Today, the Wyoming Game and Fish Commission voted in favor of a proposed trophy hunting season for grizzly bears in the state, subjecting the Great Bear to the first hunt in decades. The proposal allows trophy hunters to kill 23 bears just outside of Yellowstone and Grand Teton national parks. Prior to the vote, the Commission received more than 185,000 comments opposing the proposed hunt.

The Commission approved the hunt despite an ongoing federal lawsuit brought by the Humane Society of the United States and other organizations challenging the removal of Yellowstone grizzly bears from the federal list of threatened species.

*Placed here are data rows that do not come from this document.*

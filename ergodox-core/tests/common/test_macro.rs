extern crate ergodox_core;

#[macro_export]
macro_rules! key_sequence_test {
    (keyboard: $keyboard:expr, sequence: [$([$row:expr, $col:expr, $pressed:expr, $delay:expr]),* $(,)?], expected_reports: [$([$modifier:expr, $keys:expr]),* $(,)?]) => {
        $crate::common::block_on(async {
            let mut keyboard = $keyboard;
            let sequence = vec![
                $(
                    $crate::common::TestKeyPress {
                        row: $row,
                        col: $col,
                        pressed: $pressed,
                        delay: $delay,
                    },
                )*
            ];
            let expected_reports = vec![
                $(
                    $crate::common::ExpectedReport {
                        modifier: $modifier,
                        keycodes: $keys,
                    },
                )*
            ];

            $crate::common::run_key_sequence_test(&mut keyboard, &sequence, &expected_reports).await;
        });
    };
}

// a rust macro to map a key name to its hid usage byte
#[macro_export]
macro_rules! kc_to_u8 {
    ($key: ident) => {
        ergodox_core::keycode::KeyCode::$key as u8
    };
}
//! Input device traits and the glue macros that run several of them
//! concurrently against the shared event channel.

/// The trait for input devices.
///
/// An input device produces debounced [`KeyboardEvent`]s; the `run_devices!`
/// macro forwards them into the key event channel where the keyboard task
/// picks them up.
///
/// [`KeyboardEvent`]: crate::event::KeyboardEvent
pub trait InputDevice {
    /// Read the next debounced event. The returned future may scan for an
    /// unbounded time; it resolves only when an edge is detected.
    async fn read_event(&mut self) -> crate::event::KeyboardEvent;
}

/// A self-contained task that runs forever once started
pub trait Runnable {
    async fn run(&mut self);
}

/// Join an arbitrary number of futures into one.
#[macro_export]
macro_rules! join_all {
    ($fut:expr) => {
        $fut
    };
    ($f1:expr, $f2:expr) => {
        $crate::embassy_futures::join::join($f1, $f2)
    };
    ($f1:expr, $f2:expr, $f3:expr) => {
        $crate::embassy_futures::join::join3($f1, $f2, $f3)
    };
    ($f1:expr, $f2:expr, $f3:expr, $f4:expr) => {
        $crate::embassy_futures::join::join4($f1, $f2, $f3, $f4)
    };
    ($f1:expr, $f2:expr, $f3:expr, $f4:expr, $($rest:expr),+) => {{
        let head = $crate::embassy_futures::join::join4($f1, $f2, $f3, $f4);
        let tail = $crate::join_all!($($rest),+);
        $crate::embassy_futures::join::join(head, tail)
    }};
}

/// Bind input devices to event channels and run all of them.
///
/// Devices inside one group are polled together and feed the same channel,
/// so the two matrix halves share the key event channel:
///
/// ```ignore
/// run_devices! {
///     (local_matrix, expander_matrix) => KEY_EVENT_CHANNEL,
/// }
/// ```
#[macro_export]
macro_rules! run_devices {
    ( $( ( $( $dev:ident ),* ) => $channel:ident ),+ $(,)? ) => {{
        use $crate::futures::{self, future::FutureExt, select_biased};
        $crate::join_all!(
            $(
                async {
                    loop {
                        let e = select_biased! {
                            $(
                                e = $dev.read_event().fuse() => e,
                            )*
                        };
                        $channel.send(e).await;
                    }
                }
            ),+
        )
    }};
}
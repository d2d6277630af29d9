// SPDX-FileCopyrightText: 2026 Galatea Authors
// SPDX-License-Identifier: MIT

use super::ids::NodeId;

/// The relation an edge encodes, with its wire spelling.
#[derive(Debug, Clone, Copy, PartialEq, Eq, PartialOrd, Ord)]
pub enum EdgeKind {
    /// Containment from an ancestor heading to a direct descendant heading.
    Hierarchy,
    /// From a heading to a link node appearing within that heading's scope.
    Reference,
}

impl EdgeKind {
    pub fn label(self) -> &'static str {
        match self {
            Self::Hierarchy => "hierarchy",
            Self::Reference => "reference",
        }
    }

    pub fn from_label(label: &str) -> Option<Self> {
        match label {
            "hierarchy" => Some(Self::Hierarchy),
            "reference" => Some(Self::Reference),
            _ => None,
        }
    }
}

/// A directed edge of the structural graph.
///
/// Edges are kept in emission order; duplicate reference edges into a
/// deduplicated target are deliberate (one edge per literal link occurrence).
#[derive(Debug, Clone, PartialEq, Eq)]
pub struct GraphEdge {
    source: NodeId,
    target: NodeId,
    kind: EdgeKind,
}

impl GraphEdge {
    pub fn new(source: NodeId, target: NodeId, kind: EdgeKind) -> Self {
        Self {
            source,
            target,
            kind,
        }
    }

    pub fn hierarchy(source: NodeId, target: NodeId) -> Self {
        Self::new(source, target, EdgeKind::Hierarchy)
    }

    pub fn reference(source: NodeId, target: NodeId) -> Self {
        Self::new(source, target, EdgeKind::Reference)
    }

    pub fn source(&self) -> &NodeId {
        &self.source
    }

    pub fn target(&self) -> &NodeId {
        &self.target
    }

    pub fn kind(&self) -> EdgeKind {
        self.kind
    }
}
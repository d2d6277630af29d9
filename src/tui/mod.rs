// SPDX-FileCopyrightText: 2026 Galatea Authors
// SPDX-License-Identifier: MIT

//! Terminal UI.
//!
//! An interactive explorer over a [`SessionController`]: graph pane showing
//! the active backend's frame, a node list with a detail panel, incremental
//! search, and backend switching. Includes the built-in sample document used
//! by `--demo` and the server's sample endpoint.

use std::{
    error::Error,
    io,
    time::{Duration, Instant},
};

use crossterm::{
    event::{
        self, DisableMouseCapture, EnableMouseCapture, Event, KeyCode, KeyEvent, KeyEventKind,
        KeyModifiers, MouseButton, MouseEvent, MouseEventKind,
    },
    execute,
    style::Print,
    terminal::{disable_raw_mode, enable_raw_mode, EnterAlternateScreen, LeaveAlternateScreen},
};
use ratatui::{
    layout::Position,
    prelude::*,
    widgets::{Block, Borders, List, ListItem, ListState, Paragraph, Wrap},
};

use crate::model::{NodeId, NodeKind};
use crate::query::{search_nodes, SearchMode};
use crate::session::{LoadOutcome, ParseProvenance, SessionController};

mod theme;

use theme::TuiTheme;

const SIDEBAR_WIDTH: u16 = 36;
const TOAST_TTL: Duration = Duration::from_secs(3);

/// The sample document served by `GET /api/markdown/sample` and loaded by
/// `--demo`.
pub fn demo_document() -> &'static str {
    "# Sample Markdown\n\
     \n\
     This is a **sample** markdown file for testing the API.\n\
     \n\
     ## Features\n\
     \n\
     - Bullet points\n\
     - *Italic text*\n\
     - `Inline code`\n\
     \n\
     ## Links\n\
     \n\
     Check out [D3.js](https://d3js.org) for data visualization!\n\
     \n\
     ### Nested Section\n\
     \n\
     This is a deeper nested section with more content."
}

Nicole Paquette, vice president of wildlife for the Humane Society of the United States, issued the following statement in reaction:

“The goal of trophy hunters is to slay the world’s rarest and most iconic animals for nothing more than a macabre display of body parts and for bragging rights. It’s shameful that the Commission has chosen to subject Wyoming’s grizzly bears to such a fate. This decision is reckless and ignores the best available science, which shows that grizzly bears need greater, not less, protections if they are to survive. Tribal nations, top biologists, animal welfare advocates and the American public oppose the trophy hunting of grizzly bears, and we implore Gov. Matt Mead to step in immediately and put a stop to this.”